# Binary Notation

## Introduction

**Binary notation** is another base to represent numbers, like Hexadecimal Notation.

## Representation

Binary only has two digits, 0 and 1. Each position is a power of two. 101101 = 1*1 + 0*2 + 1*4 + 1*8 + 0*16 + 1*32 = 45 in base 10

It is also the base computers use because of the fact that it can be represented as on or off - Digitally. However, it is difficult for humans to decode long strings of 1's and 0's, so it is often represented in Hexadeciaml (or Hex for short) as this is a lot shorter and is easy to convert between binary and hex. You just take each nibble and convert it indvidually.
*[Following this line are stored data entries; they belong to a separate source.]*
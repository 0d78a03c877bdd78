//! Change context handed to local update closures.

use crate::crdt::{ElementValue, LogicalClock, Root, TimeTicket};
use crate::error::{Error, Result};
use crate::operation::{
    AddOperation, EditOperation, IncrementOperation, MoveOperation, Operation, RemoveOperation,
    SetOperation,
};

/// Issues tickets and records the operations of one local change.
///
/// Every helper executes its operation immediately against the staged root,
/// so later calls in the same closure see earlier effects.
pub struct ChangeContext<'a> {
    root: &'a mut Root,
    clock: &'a mut LogicalClock,
    operations: Vec<Operation>,
}

impl<'a> ChangeContext<'a> {
    pub(crate) fn new(root: &'a mut Root, clock: &'a mut LogicalClock) -> Self {
        ChangeContext {
            root,
            clock,
            operations: Vec::new(),
        }
    }

    /// Read access to the staged root.
    pub fn root(&self) -> &Root {
        &*self.root
    }

    /// Creation ticket of the top-level object.
    pub fn root_created_at(&self) -> TimeTicket {
        self.root.root_created_at()
    }

    fn record(&mut self, operation: Operation) -> Result<()> {
        operation.execute(self.root)?;
        self.operations.push(operation);
        Ok(())
    }

    /// Sets `key` of the object `parent` and returns the new element's ticket.
    pub fn set(
        &mut self,
        parent: TimeTicket,
        key: &str,
        value: impl Into<ElementValue>,
    ) -> Result<TimeTicket> {
        let ticket = self.clock.issue();
        self.record(SetOperation::new(parent, key, value.into(), ticket).into())?;
        Ok(ticket)
    }

    /// Inserts a value after `prev` in the array `parent`.
    pub fn insert_after(
        &mut self,
        parent: TimeTicket,
        prev: TimeTicket,
        value: impl Into<ElementValue>,
    ) -> Result<TimeTicket> {
        let ticket = self.clock.issue();
        self.record(AddOperation::new(parent, prev, value.into(), ticket).into())?;
        Ok(ticket)
    }

    /// Appends a value to the array `parent`.
    pub fn push(&mut self, parent: TimeTicket, value: impl Into<ElementValue>) -> Result<TimeTicket> {
        let last = self
            .root
            .array(&parent)?
            .tickets()
            .last()
            .unwrap_or(TimeTicket::INITIAL);
        self.insert_after(parent, last, value)
    }

    /// Moves `created_at` right after `prev` within the array `parent`.
    pub fn move_after(&mut self, parent: TimeTicket, prev: TimeTicket, created_at: TimeTicket) -> Result<()> {
        let ticket = self.clock.issue();
        self.record(MoveOperation::new(parent, prev, created_at, ticket).into())
    }

    /// Moves `created_at` to the front of the array `parent`.
    pub fn move_front(&mut self, parent: TimeTicket, created_at: TimeTicket) -> Result<()> {
        self.move_after(parent, TimeTicket::INITIAL, created_at)
    }

    /// Removes `created_at` from the container `parent`.
    pub fn remove(&mut self, parent: TimeTicket, created_at: TimeTicket) -> Result<()> {
        let ticket = self.clock.issue();
        self.record(RemoveOperation::new(parent, created_at, ticket).into())
    }

    /// Removes whatever currently owns `key` in the object `parent`.
    pub fn remove_key(&mut self, parent: TimeTicket, key: &str) -> Result<()> {
        let created_at = self
            .root
            .object(&parent)?
            .winner(key)
            .ok_or(Error::ElementNotFound(parent))?;
        self.remove(parent, created_at)
    }

    /// Replaces the content of the text element `text`.
    pub fn edit(&mut self, text: TimeTicket, content: &str) -> Result<()> {
        let ticket = self.clock.issue();
        self.record(EditOperation::new(text, content, ticket).into())
    }

    /// Adds `delta` to the counter element `counter`.
    pub fn increment(&mut self, counter: TimeTicket, delta: i64) -> Result<()> {
        let ticket = self.clock.issue();
        self.record(IncrementOperation::new(counter, delta, ticket).into())
    }

    pub(crate) fn into_operations(self) -> Vec<Operation> {
        self.operations
    }
}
With practice you can be very quick doing this:

### Conversion

Binary | Hex | Base 10 |
---|---|---|

0000 | 0 | 0 |

0001 | 1 | 1 |

0010 | 2 | 2 |

0011 | 3 | 3 |

0100 | 4 | 4 |

0101 | 5 | 5 |

0110 | 6 | 6 |

0111 | 7 | 7 |

1000 | 8 | 8 |

1001 | 9 | 9 |

1010 | A | 10 |

1011 | B | 11 |

1100 | C | 12 |

1101 | D | 13 |

1110 | E | 14 |

1111 | F | 15 |